According to the latest data provided by Eurostat, European Union countries will generate almost 230 million tonnes of municipal waste in 2023, a volume equivalent to filling 13,500 Santiago Bernabeu stadiums with waste.
World Recycling Day, which is celebrated every 17 May, aims to raise awareness about the proper treatment of the huge amount of waste we produce, thus helping to curb climate change and protect the environment and global health.
Household sorting is an essential part of the recycling process, and it is citizens who start the cycle. A start that can be compromised by doubts about recycling.
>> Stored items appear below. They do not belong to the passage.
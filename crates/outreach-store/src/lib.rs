//! SQLite-backed [`CampaignStore`] implementation.

use std::path::Path;
use std::sync::Mutex;

use chrono::{DateTime, Utc};
use futures::future::BoxFuture;
use rusqlite::{params, Connection, OptionalExtension, Row};
use tracing::debug;

use outreach_core::error::{OutreachError, Result};
use outreach_core::traits::{CampaignStore, RunRecord};
use outreach_core::types::{
    AgentProfile, AgentType, Campaign, CampaignLead, CampaignStatus, HistoryEntry, Lead,
    LeadStatus, LogEntry, LogLevel, WorkflowDescription,
};

const SCHEMA: &str = "
CREATE TABLE IF NOT EXISTS campaigns (
    id TEXT PRIMARY KEY,
    name TEXT NOT NULL,
    agent_type TEXT NOT NULL,
    status TEXT NOT NULL DEFAULT 'draft',
    creative_agent TEXT,
    deterministic_agent TEXT,
    agent TEXT,
    sms_system_prompt TEXT,
    sms_temperature INTEGER NOT NULL DEFAULT 70,
    workflow TEXT,
    total_leads INTEGER NOT NULL DEFAULT 0,
    processed_leads INTEGER NOT NULL DEFAULT 0,
    sent_count INTEGER NOT NULL DEFAULT 0,
    failed_count INTEGER NOT NULL DEFAULT 0,
    started_at TEXT,
    completed_at TEXT
);

CREATE TABLE IF NOT EXISTS leads (
    id TEXT PRIMARY KEY,
    name TEXT NOT NULL,
    phone TEXT NOT NULL,
    email TEXT NOT NULL DEFAULT '',
    company TEXT NOT NULL DEFAULT '',
    notes TEXT NOT NULL DEFAULT ''
);

CREATE TABLE IF NOT EXISTS campaign_leads (
    id TEXT PRIMARY KEY,
    campaign_id TEXT NOT NULL REFERENCES campaigns(id),
    lead_id TEXT NOT NULL REFERENCES leads(id),
    status TEXT NOT NULL DEFAULT 'pending',
    sms_sent INTEGER NOT NULL DEFAULT 0,
    sms_message TEXT NOT NULL DEFAULT '',
    voice_call_made INTEGER NOT NULL DEFAULT 0,
    error_message TEXT NOT NULL DEFAULT '',
    trace_id TEXT NOT NULL DEFAULT '',
    processed_at TEXT,
    seq INTEGER
);

CREATE INDEX IF NOT EXISTS idx_campaign_leads_campaign
    ON campaign_leads(campaign_id, seq);

CREATE TABLE IF NOT EXISTS conversation_messages (
    id INTEGER PRIMARY KEY AUTOINCREMENT,
    campaign_lead_id TEXT NOT NULL REFERENCES campaign_leads(id),
    role TEXT NOT NULL,
    agent TEXT,
    agent_id TEXT,
    content TEXT NOT NULL,
    metadata TEXT,
    created_at TEXT NOT NULL
);

CREATE INDEX IF NOT EXISTS idx_conversation_lead
    ON conversation_messages(campaign_lead_id, id);

CREATE TABLE IF NOT EXISTS processing_logs (
    id INTEGER PRIMARY KEY AUTOINCREMENT,
    campaign_lead_id TEXT NOT NULL REFERENCES campaign_leads(id),
    level TEXT NOT NULL,
    node TEXT NOT NULL,
    message TEXT NOT NULL,
    detail TEXT,
    timestamp TEXT NOT NULL
);

CREATE INDEX IF NOT EXISTS idx_logs_lead
    ON processing_logs(campaign_lead_id, id);
";

/// SQLite-backed campaign store. All access goes through one connection
/// behind a mutex; WAL mode keeps readers out of writers' way.
pub struct SqliteStore {
    conn: Mutex<Connection>,
}

fn db_err(e: impl std::fmt::Display) -> OutreachError {
    OutreachError::Database(e.to_string())
}

impl SqliteStore {
    /// Open or create a database at the given path.
    pub fn open(path: &Path) -> Result<Self> {
        if let Some(parent) = path.parent() {
            std::fs::create_dir_all(parent)
                .map_err(|e| db_err(format!("Failed to create db directory: {}", e)))?;
        }

        let conn = Connection::open(path).map_err(db_err)?;
        conn.execute_batch("PRAGMA journal_mode=WAL; PRAGMA synchronous=NORMAL;")
            .map_err(db_err)?;
        conn.execute_batch(SCHEMA).map_err(db_err)?;

        debug!(path = %path.display(), "SQLite store opened");
        Ok(Self {
            conn: Mutex::new(conn),
        })
    }

    /// Open an in-memory database (for testing).
    pub fn in_memory() -> Result<Self> {
        let conn = Connection::open_in_memory().map_err(db_err)?;
        conn.execute_batch(SCHEMA).map_err(db_err)?;
        Ok(Self {
            conn: Mutex::new(conn),
        })
    }

    fn lock(&self) -> Result<std::sync::MutexGuard<'_, Connection>> {
        self.conn.lock().map_err(db_err)
    }

    /// Insert a campaign row. Used by the CLI and tests; runtime code only
    /// reads campaigns.
    pub fn insert_campaign(&self, campaign: &Campaign) -> Result<()> {
        let conn = self.lock()?;
        conn.execute(
            "INSERT INTO campaigns (id, name, agent_type, status, creative_agent,
                 deterministic_agent, agent, sms_system_prompt, sms_temperature, workflow)
             VALUES (?1, ?2, ?3, ?4, ?5, ?6, ?7, ?8, ?9, ?10)",
            params![
                campaign.id,
                campaign.name,
                campaign.agent_type.as_str(),
                campaign.status.as_str(),
                to_json_opt(&campaign.creative_agent)?,
                to_json_opt(&campaign.deterministic_agent)?,
                to_json_opt(&campaign.agent)?,
                campaign.sms_system_prompt,
                campaign.sms_temperature,
                to_json_opt(&campaign.workflow)?,
            ],
        )
        .map_err(db_err)?;
        Ok(())
    }

    pub fn insert_lead(&self, lead: &Lead) -> Result<()> {
        let conn = self.lock()?;
        conn.execute(
            "INSERT INTO leads (id, name, phone, email, company, notes)
             VALUES (?1, ?2, ?3, ?4, ?5, ?6)",
            params![
                lead.id,
                lead.name,
                lead.phone,
                lead.email,
                lead.company,
                lead.notes
            ],
        )
        .map_err(db_err)?;
        Ok(())
    }

    /// Attach a lead to a campaign as a pending row. `seq` preserves
    /// attachment order for the sweep.
    pub fn attach_lead(&self, id: &str, campaign_id: &str, lead_id: &str) -> Result<()> {
        let conn = self.lock()?;
        conn.execute(
            "INSERT INTO campaign_leads (id, campaign_id, lead_id, status, seq)
             VALUES (?1, ?2, ?3, 'pending',
                 (SELECT COALESCE(MAX(seq), 0) + 1 FROM campaign_leads WHERE campaign_id = ?2))",
            params![id, campaign_id, lead_id],
        )
        .map_err(db_err)?;
        conn.execute(
            "UPDATE campaigns SET total_leads = total_leads + 1 WHERE id = ?1",
            params![campaign_id],
        )
        .map_err(db_err)?;
        Ok(())
    }

    /// Persisted conversation rows for a campaign lead, oldest first.
    pub fn conversation(&self, campaign_lead_id: &str) -> Result<Vec<HistoryEntry>> {
        let conn = self.lock()?;
        let mut stmt = conn
            .prepare(
                "SELECT role, agent, agent_id, content, metadata
                 FROM conversation_messages WHERE campaign_lead_id = ?1 ORDER BY id",
            )
            .map_err(db_err)?;
        let rows = stmt
            .query_map(params![campaign_lead_id], |row| {
                Ok((
                    row.get::<_, String>(0)?,
                    row.get::<_, Option<String>>(1)?,
                    row.get::<_, Option<String>>(2)?,
                    row.get::<_, String>(3)?,
                    row.get::<_, Option<String>>(4)?,
                ))
            })
            .map_err(db_err)?;

        let mut entries = Vec::new();
        for row in rows {
            let (role, agent, agent_id, content, metadata) = row.map_err(db_err)?;
            let role = serde_json::from_value(serde_json::Value::String(role))?;
            let metadata = match metadata {
                Some(raw) => serde_json::from_str(&raw)?,
                None => serde_json::Value::Null,
            };
            entries.push(HistoryEntry {
                role,
                agent,
                agent_id,
                content,
                metadata,
            });
        }
        Ok(entries)
    }

    /// Persisted log rows for a campaign lead as (level, entry), oldest
    /// first.
    pub fn logs(&self, campaign_lead_id: &str) -> Result<Vec<(LogLevel, LogEntry)>> {
        let conn = self.lock()?;
        let mut stmt = conn
            .prepare(
                "SELECT level, node, message, detail, timestamp
                 FROM processing_logs WHERE campaign_lead_id = ?1 ORDER BY id",
            )
            .map_err(db_err)?;
        let rows = stmt
            .query_map(params![campaign_lead_id], |row| {
                Ok((
                    row.get::<_, String>(0)?,
                    row.get::<_, String>(1)?,
                    row.get::<_, String>(2)?,
                    row.get::<_, Option<String>>(3)?,
                    row.get::<_, String>(4)?,
                ))
            })
            .map_err(db_err)?;

        let mut entries = Vec::new();
        for row in rows {
            let (level, node, message, detail, timestamp) = row.map_err(db_err)?;
            let level = match level.as_str() {
                "ERROR" => LogLevel::Error,
                _ => LogLevel::Info,
            };
            let detail = match detail {
                Some(raw) => serde_json::from_str(&raw)?,
                None => serde_json::Value::Null,
            };
            entries.push((
                level,
                LogEntry {
                    node,
                    timestamp: parse_timestamp(&timestamp)?,
                    message,
                    detail,
                },
            ));
        }
        Ok(entries)
    }

    /// Campaign aggregate counters: (total, processed, sent, failed).
    pub fn campaign_counters(&self, campaign_id: &str) -> Result<(u64, u64, u64, u64)> {
        let conn = self.lock()?;
        conn.query_row(
            "SELECT total_leads, processed_leads, sent_count, failed_count
             FROM campaigns WHERE id = ?1",
            params![campaign_id],
            |row| {
                Ok((
                    row.get::<_, u64>(0)?,
                    row.get::<_, u64>(1)?,
                    row.get::<_, u64>(2)?,
                    row.get::<_, u64>(3)?,
                ))
            },
        )
        .map_err(db_err)
    }
}

fn to_json_opt<T: serde::Serialize>(value: &Option<T>) -> Result<Option<String>> {
    value
        .as_ref()
        .map(|v| serde_json::to_string(v).map_err(OutreachError::from))
        .transpose()
}

fn from_json_opt<T: serde::de::DeserializeOwned>(raw: Option<String>) -> Result<Option<T>> {
    raw.map(|r| serde_json::from_str(&r).map_err(OutreachError::from))
        .transpose()
}

fn parse_timestamp(raw: &str) -> Result<DateTime<Utc>> {
    DateTime::parse_from_rfc3339(raw)
        .map(|dt| dt.with_timezone(&Utc))
        .map_err(|e| db_err(format!("bad timestamp '{}': {}", raw, e)))
}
Among them is the doubt about the final destination of the waste, which according to the latest citizen survey conducted for SIGRE, discourages up to 81% of the Spanish population when it comes to recycling.
It is for this reason that SIGRE, the non-profit organisation in charge of guaranteeing the correct environmental management of expired or unused medicines and their packaging generated in the home, carries out awareness campaigns and programmes to promote the proper use of medicines and the correct disposal of their waste through the SIGRE Point in pharmacies.
The SIGRE Point has a QR code that redirects to a landing where citizens can obtain information on the treatment of medicine waste. In this way, with a simple scan, the citizen can find out how, through reverse logistics, pharmaceutical distribution takes advantage of the distribution of new medicines to pharmacies to collect the waste deposited at the SIGRE Point and store them in their facilities. From there, authorised managers take them to the Medicine Packaging and Waste Sorting Plant.
At this plant, the application of artificial intelligence and robotics in the separation and classification of waste already allows almost 70 percent of the packaging to be recycled. A high percentage to which the pharmaceutical industry's efforts in eco-design also contribute. In the two decades that SIGRE has been in operation, pharmaceutical companies have implemented more than 3,500 initiatives in this area, making packaging more easily recyclable, among other environmental improvements.
Those packaging leftovers that cannot be recycled and medicine leftovers are used as a source of energy, thus avoiding the consumption of fossil fuels.
All leftover medicines are destroyed in order to comply with the current regulations on medicine donations, which prohibit the use of this waste for patients from any country.
"It is essential to promote a culture of recycling among the public," says Miguel Vega, general director of SIGRE. According to Vega, "Thanks to the joint efforts of the entire pharmaceutical sector, we have a convenient system close to our homes, which has all the health and environmental guarantees for the correct environmental treatment of medicine waste".